Surplus won’t help rent

Charley Bruce

Property tax relief could be on the way for Minnesotans, but students shouldn’t anticipate lower rent as a result.

The projected $2.17 billion surplus for the state’s biennial budget could mean tax relief for property owners, but many say the savings won’t pass from landlords to renters.

Republican Gov. Tim Pawlenty has said the surplus will hopefully bring property tax relief, and the DFL legislative majorities are also looking into the proposal.

Hue Nguyen, Minnesota Senate Tax Committee administrator, said it’s too soon to know exactly what to do with the budget surplus.

There are still concerns stemming from the housing market, which looks like it’s slowing down for the first time in decades, affecting employment and industry revenue.

The committees will hold hearings with stakeholders before making a comprehensive plan for the surplus, Nguyen said.

“I know that the three areas we’re looking into are education, health care and property tax reform,” she said.

The Department of Revenue has projected property taxes will increase by 8.2 percent next year, above the three-year average of 7 percent.

Jason Klohs has 10 properties in the Marcy-Holmes and Como neighborhoods. He said property taxes have an effect on rent, but not as much as market forces.

Renters looking for a place to live know average rents in an area, he said. A lower-end housing unit probably costs around $400 each month for a bedroom; a higher-end unit costs about $500.

Klohs said he can’t raise rents to $550 all of a sudden just because taxes have increased.

“I’m not going to be able to rent because I’m outside of the market (price),” he said.

He said his property tax rates increased by 19 to 32 percent last year, but he hasn’t increased rent because the market won’t bear it.

Paul Lipetzky, who owns 20 apartments in the Prospect Park neighborhood, said rising property taxes and other costs necessitated hiking rents in his properties.

Rent will go up by $25 at the beginning of next year, as a result of gas costs rising $38 a month per unit in the previous year, he said.

“The market sets a limit on how much I can charge for my rental property, but, on the other hand, I’m not going to stay in business if I can’t make a return on my investment,” Lipetzky said. “I try to balance the two out.”

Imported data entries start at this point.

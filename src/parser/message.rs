// BeerTally - GPL-3.0-or-later
// This file is part of BeerTally.
//
// Copyright (C) 2025 Daniel Freiermuth
//
// BeerTally is free software: you can redistribute it and/or modify
// it under the terms of the GNU General Public License as published by
// the Free Software Foundation, either version 3 of the License, or
// (at your option) any later version.
//
// BeerTally is distributed in the hope that it will be useful,
// but WITHOUT ANY WARRANTY; without even the implied warranty of
// MERCHANTABILITY or FITNESS FOR A PARTICULAR PURPOSE.  See the
// GNU General Public License for more details.
//
// You should have received a copy of the GNU General Public License
// along with BeerTally.  If not, see <https://www.gnu.org/licenses/>.

//! Message classification and counter extraction.
//!
//! Every chat record gets a [`MessageKind`], a counter value when the message
//! posts one, and the running membership balance of the group.

use super::line::ChatRecord;
use chrono::NaiveDateTime;
use fancy_regex::Regex;
use serde::Serialize;
use std::sync::LazyLock;

static ADDED_KEYWORD: LazyLock<Regex> =
    LazyLock::new(|| Regex::new(r"(?i)\badded\b").expect("valid regex literal"));

static REMOVED_KEYWORD: LazyLock<Regex> =
    LazyLock::new(|| Regex::new(r"(?i)\bremoved\b").expect("valid regex literal"));

// Standalone integer that is not a mention handle (`@123` or `@ 123`)
static COUNTER_NUMBER: LazyLock<Regex> =
    LazyLock::new(|| Regex::new(r"(?<!@)(?<!@ )\b(\d+)\b").expect("valid regex literal"));

/// What a chat message contributes to the analysis
#[derive(Debug, Clone, Copy, PartialEq, Eq, Serialize)]
#[serde(rename_all = "snake_case")]
pub enum MessageKind {
    Added,
    Removed,
    ContainsNumber,
    Other,
}

impl MessageKind {
    /// Net change in group membership caused by a message of this kind
    const fn membership_step(self) -> i64 {
        match self {
            Self::Added => 1,
            Self::Removed => -1,
            Self::ContainsNumber | Self::Other => 0,
        }
    }
}

/// A chat record with its classification
#[derive(Debug, Clone, PartialEq, Eq)]
pub struct ClassifiedRecord {
    pub record: ChatRecord,
    pub kind: MessageKind,
    pub counter_value: Option<i64>,
    /// Members added minus members removed, up to and including this record
    pub member_delta: i64,
}

/// A classified record that carries a counter value
#[derive(Debug, Clone, PartialEq, Eq)]
pub struct Observation {
    pub record: ClassifiedRecord,
    pub value: i64,
}

impl Observation {
    pub const fn timestamp(&self) -> NaiveDateTime {
        self.record.record.timestamp
    }
}

/// Classify a message. Keywords win over numbers: "added 3 people" is `Added`.
pub fn classify_message(message: &str) -> MessageKind {
    if ADDED_KEYWORD.is_match(message).unwrap_or(false) {
        MessageKind::Added
    } else if REMOVED_KEYWORD.is_match(message).unwrap_or(false) {
        MessageKind::Removed
    } else if COUNTER_NUMBER.is_match(message).unwrap_or(false) {
        MessageKind::ContainsNumber
    } else {
        MessageKind::Other
    }
}

/// First standalone integer in the message, ignoring mention handles.
///
/// Returns `None` if there is none or the digits do not fit an `i64`.
pub fn extract_counter(message: &str) -> Option<i64> {
    let caps = COUNTER_NUMBER.captures(message).ok()??;
    let digits = caps.get(1)?.as_str();
    match digits.parse() {
        Ok(value) => Some(value),
        Err(e) => {
            tracing::debug!("Ignoring counter candidate {digits:?}: {e}");
            None
        }
    }
}

/// Classify records in order, accumulating the membership balance as we go
pub fn classify_records<I>(records: I) -> Vec<ClassifiedRecord>
where
    I: IntoIterator<Item = ChatRecord>,
{
    let mut member_delta = 0i64;

    let classified: Vec<ClassifiedRecord> = records
        .into_iter()
        .map(|record| {
            let kind = classify_message(&record.message);
            let counter_value = match kind {
                MessageKind::ContainsNumber => extract_counter(&record.message),
                MessageKind::Added | MessageKind::Removed | MessageKind::Other => None,
            };
            member_delta += kind.membership_step();

            ClassifiedRecord {
                record,
                kind,
                counter_value,
                member_delta,
            }
        })
        .collect();

    tracing::debug!(
        "Classified {} records, {} carry a counter value",
        classified.len(),
        classified
            .iter()
            .filter(|r| r.counter_value.is_some())
            .count()
    );

    classified
}

/// Select the counter series: every record with a value, in input order
pub fn observations(records: &[ClassifiedRecord]) -> Vec<Observation> {
    records
        .iter()
        .filter_map(|record| {
            record.counter_value.map(|value| Observation {
                record: record.clone(),
                value,
            })
        })
        .collect()
}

He said one of the biggest changes was his property values nearly doubling over the past few years, resulting in higher tax payments.

Mark Matasovsky is president of MATCOM Property Management and rents properties to 300 to 400 students near the University and in other areas.

Student renters don’t understand that about 20 to 25 percent of rent goes to taxes, he said, and as a result renters aren’t organized as well as other groups, like homeowners, to fight them.

He said homeowners would never allow this much of their monthly payments to go to taxes, so they join groups and lobby against soaring property taxes.

“It’s a nice group to beat the hell out of if you’re a state legislator,” he said.

Legislators can call it taxing the landlord, but it trickles down to the renters, Matasovsky said.

If there was property tax relief, he said he would advise his investors to put the money into the properties.

Another proponent of using the savings for property improvements is Lucy Brown Minn, CEO of Lupe Development Partners. She said maintenance, insurance costs and the age and condition of the building also influence rental costs.

Property tax breaks wouldn’t lead to lower rents in her properties, she said.

“I would probably not plan to lower rents, but I certainly would consider making improvements to my properties earlier than anticipated in order to provide safe and comfortable living environments for my tenants,” Minn said.